**Aim of the exercise**. Copy out all of the data that follows, exactly as it appears.

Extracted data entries
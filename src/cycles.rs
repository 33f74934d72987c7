/// Base cost of every opcode, in machine cycles. Unassigned opcodes still
/// cost their entry.
#[rustfmt::skip]
pub const CYCLE_TABLE: [u8; 256] = [
//   0   1   2   3   4   5   6   7   8   9   a   b   c   d   e   f
     3,  5,  3,  3,  3,  3,  3,  3,  8,  4,  5,  4,  4, 43,  3,  4, // 0x00
    16, 16, 16, 16, 16, 16, 16, 16, 16, 16, 16, 16, 16, 16, 16, 16, // 0x10
    16,  3, 16, 16,  9,  9,  9,  9,  3,  3,  3,  3, 37,  9,  7,  7, // 0x20
     4,  4,  4,  4,  3,  3,  3,  3,  6,  5,  9,  5,  3,  3,  3,  3, // 0x30
     4,  3,  3,  3,  5,  5,  5,  5,  4,  3,  3,  3,  7,  7,  7,  7, // 0x40
     4,  3,  3,  3,  8,  3,  8,  8,  4,  3,  3,  3, 10,  3, 10, 10, // 0x50
     4,  3,  3,  3,  5,  3,  5,  5,  3,  3,  3,  3,  5,  3,  5,  5, // 0x60
     4,  3,  3,  3,  5,  3,  5,  5,  4,  3,  3,  3,  5,  3,  5,  5, // 0x70
    10, 10, 10, 10,  8, 10, 12, 12, 10, 10, 10, 10,  3, 10, 12, 12, // 0x80
     8,  8,  8,  8,  3,  8, 10, 10,  8,  8,  8,  8,  3,  8, 10, 10, // 0x90
    10, 10, 10, 10,  8, 10, 12, 12,  3,  3,  3,  3,  3,  3,  3,  3, // 0xa0
    10, 10, 10, 10,  8, 10, 12, 12, 10, 10, 10, 10,  8, 10, 12, 12, // 0xb0
     7,  7,  7,  7,  5,  7,  9,  9,  7,  7,  7,  7,  3,  7,  9,  9, // 0xc0
     7,  7,  7,  7,  5,  7,  9,  9,  7,  7,  7,  7,  5,  7,  9,  9, // 0xd0
     7,  7,  7,  7,  5,  7,  9,  9,  3,  3,  3,  3,  3,  3,  3,  3, // 0xe0
     7,  7,  7,  7,  5,  7,  9,  9,  7,  7,  7,  7,  5,  7,  9,  9, // 0xf0
];

/// cycles charged for taking an interrupt
pub const INTERRUPT_CYCLES: i64 = 9;

/// host time units per machine cycle
pub const UNITS_PER_CYCLE_SHIFT: u32 = 2;

#[inline]
pub fn cost(op: u8) -> i64 {
    i64::from(CYCLE_TABLE[usize::from(op)])
}
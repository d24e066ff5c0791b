//! `VoltageEMS` basic library
//!
//! Provides functions shared by VoltageEMS services:
//! - logging (console, daily rolling files, frame diagnostics)
//! - service bootstrap (arguments, banner, development environment)
//! - configuration value lookup with environment fallback
//! - graceful shutdown

pub mod bootstrap_args;
pub mod config_loader;
pub mod logging;
pub mod service_bootstrap;
pub mod shutdown;
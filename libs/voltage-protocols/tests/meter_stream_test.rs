//! Byte stream to measurement record, across chunk boundaries
#![allow(clippy::disallowed_methods)] // Test code - unwrap is acceptable

use chrono::{Local, TimeZone};
use voltage_protocols::modbus::{
    crc16, CrcPolicy, DecodeOutcome, DecoderConfig, FrameAssembler, FrameDecoder,
    MeasurementRecord, RESPONSE_PREFIX,
};

const READ_REQUEST: &str = "01030000003C45DB";

/// Response text for 59 registers with the frequency register set to 50.0 Hz
fn response_frame(frequency_raw: u16) -> String {
    let mut regs = [0u16; 59];
    regs[38] = frequency_raw;
    regs[28] = 0x0001;
    regs[29] = 0x86A0;

    let mut body = vec![0x01, 0x03, 0x76];
    for reg in regs {
        body.extend_from_slice(&reg.to_be_bytes());
    }
    let crc = crc16(&body);
    body.extend_from_slice(&crc.to_le_bytes());
    body.iter().map(|b| format!("{:02X}", b)).collect()
}

fn run(stream: &[u8], chunk_size: usize, config: DecoderConfig) -> Vec<MeasurementRecord> {
    let timestamp = Local.with_ymd_and_hms(2024, 3, 15, 8, 30, 0).unwrap();
    let mut assembler = FrameAssembler::new();
    let mut decoder = FrameDecoder::new(config);
    let mut records = Vec::new();

    for chunk in stream.chunks(chunk_size) {
        for frame in assembler.feed(chunk) {
            if let Ok(record) = decoder.decode_at(&frame, timestamp) {
                records.push(record);
            }
        }
    }
    records
}

#[test]
fn test_request_then_response_yields_one_record() {
    let response = response_frame(500);
    assert_eq!(response.len(), 246);
    assert!(response.starts_with(RESPONSE_PREFIX));

    let stream = format!("{}\r\n{}\r\n", READ_REQUEST, response);
    for chunk_size in [1, 3, 7, 64, stream.len()] {
        let records = run(stream.as_bytes(), chunk_size, DecoderConfig::default());
        assert_eq!(records.len(), 1, "chunk size {}", chunk_size);
        assert_eq!(records[0].values.frequency_hz, 50.0);
        assert_eq!(records[0].values.energy_in_kwh, 100.0);
        assert!(records[0].crc_valid);
    }
}

#[test]
fn test_noise_between_frames_is_skipped() {
    let stream = format!(
        "\r\nGARBAGE\r\n0203FFFF\r\n{}\r\n{}\r\n\r\n{}\r\n",
        READ_REQUEST,
        response_frame(499),
        response_frame(501)
    );
    let records = run(stream.as_bytes(), 16, DecoderConfig::default());
    let frequencies: Vec<f64> = records.iter().map(|r| r.values.frequency_hz).collect();
    assert_eq!(frequencies, vec![49.9, 50.1]);
}

#[test]
fn test_response_without_request_is_dropped() {
    let stream = format!("{}\r\n", response_frame(500));
    assert!(run(stream.as_bytes(), 32, DecoderConfig::default()).is_empty());
}

#[test]
fn test_malformed_pair_is_counted_not_fatal() {
    let mut response = response_frame(500);
    // first byte of register 0
    response.replace_range(6..8, "ZZ");
    let stream = format!("{}\r\n{}\r\n", READ_REQUEST, response);

    let records = run(stream.as_bytes(), 10, DecoderConfig::default());
    assert_eq!(records.len(), 1);
    assert_eq!(records[0].hex_errors, 1);
    assert_eq!(records[0].values.frequency_hz, 50.0);
}

#[test]
fn test_crc_policy_controls_corrupted_response() {
    let mut response = response_frame(500);
    // flip a data nibble, leave the transmitted CRC as is
    response.replace_range(100..101, if &response[100..101] == "0" { "1" } else { "0" });
    let stream = format!("{}\r\n{}\r\n", READ_REQUEST, response);

    let kept = run(stream.as_bytes(), 50, DecoderConfig::default());
    assert_eq!(kept.len(), 1);
    assert!(!kept[0].crc_valid);

    let strict = DecoderConfig {
        crc_policy: CrcPolicy::Reject,
        ..Default::default()
    };
    assert!(run(stream.as_bytes(), 50, strict).is_empty());
}

#[test]
fn test_anomalies_are_flagged() {
    let mut decoder = FrameDecoder::default();
    let outcome = decoder.decode(&"GARBAGE".into()).unwrap_err();
    assert!(outcome.is_anomaly());
    assert!(matches!(outcome, DecodeOutcome::Unrecognized { len: 7, .. }));

    let outcome = decoder.decode(&READ_REQUEST.into()).unwrap_err();
    assert!(!outcome.is_anomaly());
    assert_eq!(decoder.stats().requests, 1);
    assert_eq!(decoder.stats().unrecognized, 1);
}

**Exercise solution**.
filename src/cycles.rs
repository 33f74934d72987c7
/// Base cost of every opcode, in machine cycles. Unassigned opcodes still
/// cost their entry.
#[rustfmt::skip]
pub const CYCLE_TABLE: [u8; 256] = [
//   0   1   2   3   4   5   6   7   8   9   a   b   c   d   e   f
     3,  5,  3,  3,  3,  3,  3,  3,  8,  4,  5,  4,  4, 43,  3,  4, // 0x00
    16, 16, 16, 16, 16, 16, 16, 16, 16, 16, 16, 16, 16, 16, 16, 16, // 0x10
    16,  3, 16, 16,  9,  9,  9,  9,  3,  3,  3,  3, 37,  9,  7,  7, // 0x20
     4,  4,  4,  4,  3,  3,  3,  3,  6,  5,  9,  5,  3,  3,  3,  3, // 0x30
     4,  3,  3,  3,  5,  5,  5,  5,  4,  3,  3,  3,  7,  7,  7,  7, // 0x40
     4,  3,  3,  3,  8,  3,  8,  8,  4,  3,  3,  3, 10,  3, 10, 10, // 0x50
     4,  3,  3,  3,  5,  3,  5,  5,  3,  3,  3,  3,  5,  3,  5,  5, // 0x60
     4,  3,  3,  3,  5,  3,  5,  5,  4,  3,  3,  3,  5,  3,  5,  5, // 0x70
    10, 10, 10, 10,  8, 10, 12, 12, 10, 10, 10, 10,  3, 10, 12, 12, // 0x80
     8,  8,  8,  8,  3,  8, 10, 10,  8,  8,  8,  8,  3,  8, 10, 10, // 0x90
    10, 10, 10, 10,  8, 10, 12, 12,  3,  3,  3,  3,  3,  3,  3,  3, // 0xa0
    10, 10, 10, 10,  8, 10, 12, 12, 10, 10, 10, 10,  8, 10, 12, 12, // 0xb0
     7,  7,  7,  7,  5,  7,  9,  9,  7,  7,  7,  7,  3,  7,  9,  9, // 0xc0
     7,  7,  7,  7,  5,  7,  9,  9,  7,  7,  7,  7,  5,  7,  9,  9, // 0xd0
     7,  7,  7,  7,  5,  7,  9,  9,  3,  3,  3,  3,  3,  3,  3,  3, // 0xe0
     7,  7,  7,  7,  5,  7,  9,  9,  7,  7,  7,  7,  5,  7,  9,  9, // 0xf0
];

/// cycles charged for taking an interrupt
pub const INTERRUPT_CYCLES: i64 = 9;

/// host time units per machine cycle
pub const UNITS_PER_CYCLE_SHIFT: u32 = 2;

#[inline]
pub fn cost(op: u8) -> i64 {
    i64::from(CYCLE_TABLE[usize::from(op)])
}
repository d24e066ff5c0791b
//! `VoltageEMS` basic library
//!
//! Provides functions shared by VoltageEMS services:
//! - logging (console, daily rolling files, frame diagnostics)
//! - service bootstrap (arguments, banner, development environment)
//! - configuration value lookup with environment fallback
//! - graceful shutdown

pub mod bootstrap_args;
pub mod config_loader;
pub mod logging;
pub mod service_bootstrap;
pub mod shutdown;
filename libs/voltage-protocols/tests/meter_stream_test.rs
//! Byte stream to measurement record, across chunk boundaries
#![allow(clippy::disallowed_methods)] // Test code - unwrap is acceptable

use chrono::{Local, TimeZone};
use voltage_protocols::modbus::{
    crc16, CrcPolicy, DecodeOutcome, DecoderConfig, FrameAssembler, FrameDecoder,
    MeasurementRecord, RESPONSE_PREFIX,
};

const READ_REQUEST: &str = "01030000003C45DB";

/// Response text for 59 registers with the frequency register set to 50.0 Hz
fn response_frame(frequency_raw: u16) -> String {
    let mut regs = [0u16; 59];
    regs[38] = frequency_raw;
    regs[28] = 0x0001;
    regs[29] = 0x86A0;

    let mut body = vec![0x01, 0x03, 0x76];
    for reg in regs {
        body.extend_from_slice(&reg.to_be_bytes());
    }
    let crc = crc16(&body);
    body.extend_from_slice(&crc.to_le_bytes());
    body.iter().map(|b| format!("{:02X}", b)).collect()
}

fn run(stream: &[u8], chunk_size: usize, config: DecoderConfig) -> Vec<MeasurementRecord> {
    let timestamp = Local.with_ymd_and_hms(2024, 3, 15, 8, 30, 0).unwrap();
    let mut assembler = FrameAssembler::new();
    let mut decoder = FrameDecoder::new(config);
    let mut records = Vec::new();

    for chunk in stream.chunks(chunk_size) {
        for frame in assembler.feed(chunk) {
            if let Ok(record) = decoder.decode_at(&frame, timestamp) {
                records.push(record);
            }
        }
    }
    records
}

#[test]
fn test_request_then_response_yields_one_record() {
    let response = response_frame(500);
    assert_eq!(response.len(), 246);
    assert!(response.starts_with(RESPONSE_PREFIX));

    let stream = format!("{}\r\n{}\r\n", READ_REQUEST, response);
    for chunk_size in [1, 3, 7, 64, stream.len()] {
        let records = run(stream.as_bytes(), chunk_size, DecoderConfig::default());
        assert_eq!(records.len(), 1, "chunk size {}", chunk_size);
        assert_eq!(records[0].values.frequency_hz, 50.0);
        assert_eq!(records[0].values.energy_in_kwh, 100.0);
        assert!(records[0].crc_valid);
    }
}

#[test]
fn test_noise_between_frames_is_skipped() {
    let stream = format!(
        "\r\nGARBAGE\r\n0203FFFF\r\n{}\r\n{}\r\n\r\n{}\r\n",
        READ_REQUEST,
        response_frame(499),
        response_frame(501)
    );
    let records = run(stream.as_bytes(), 16, DecoderConfig::default());
    let frequencies: Vec<f64> = records.iter().map(|r| r.values.frequency_hz).collect();
    assert_eq!(frequencies, vec![49.9, 50.1]);
}

#[test]
fn test_response_without_request_is_dropped() {
    let stream = format!("{}\r\n", response_frame(500));
    assert!(run(stream.as_bytes(), 32, DecoderConfig::default()).is_empty());
}

#[test]
fn test_malformed_pair_is_counted_not_fatal() {
    let mut response = response_frame(500);
    // first byte of register 0
    response.replace_range(6..8, "ZZ");
    let stream = format!("{}\r\n{}\r\n", READ_REQUEST, response);

    let records = run(stream.as_bytes(), 10, DecoderConfig::default());
    assert_eq!(records.len(), 1);
    assert_eq!(records[0].hex_errors, 1);
    assert_eq!(records[0].values.frequency_hz, 50.0);
}

#[test]
fn test_crc_policy_controls_corrupted_response() {
    let mut response = response_frame(500);
    // flip a data nibble, leave the transmitted CRC as is
    response.replace_range(100..101, if &response[100..101] == "0" { "1" } else { "0" });
    let stream = format!("{}\r\n{}\r\n", READ_REQUEST, response);

    let kept = run(stream.as_bytes(), 50, DecoderConfig::default());
    assert_eq!(kept.len(), 1);
    assert!(!kept[0].crc_valid);

    let strict = DecoderConfig {
        crc_policy: CrcPolicy::Reject,
        ..Default::default()
    };
    assert!(run(stream.as_bytes(), 50, strict).is_empty());
}

#[test]
fn test_anomalies_are_flagged() {
    let mut decoder = FrameDecoder::default();
    let outcome = decoder.decode(&"GARBAGE".into()).unwrap_err();
    assert!(outcome.is_anomaly());
    assert!(matches!(outcome, DecodeOutcome::Unrecognized { len: 7, .. }));

    let outcome = decoder.decode(&READ_REQUEST.into()).unwrap_err();
    assert!(!outcome.is_anomaly());
    assert_eq!(decoder.stats().requests, 1);
    assert_eq!(decoder.stats().unrecognized, 1);
}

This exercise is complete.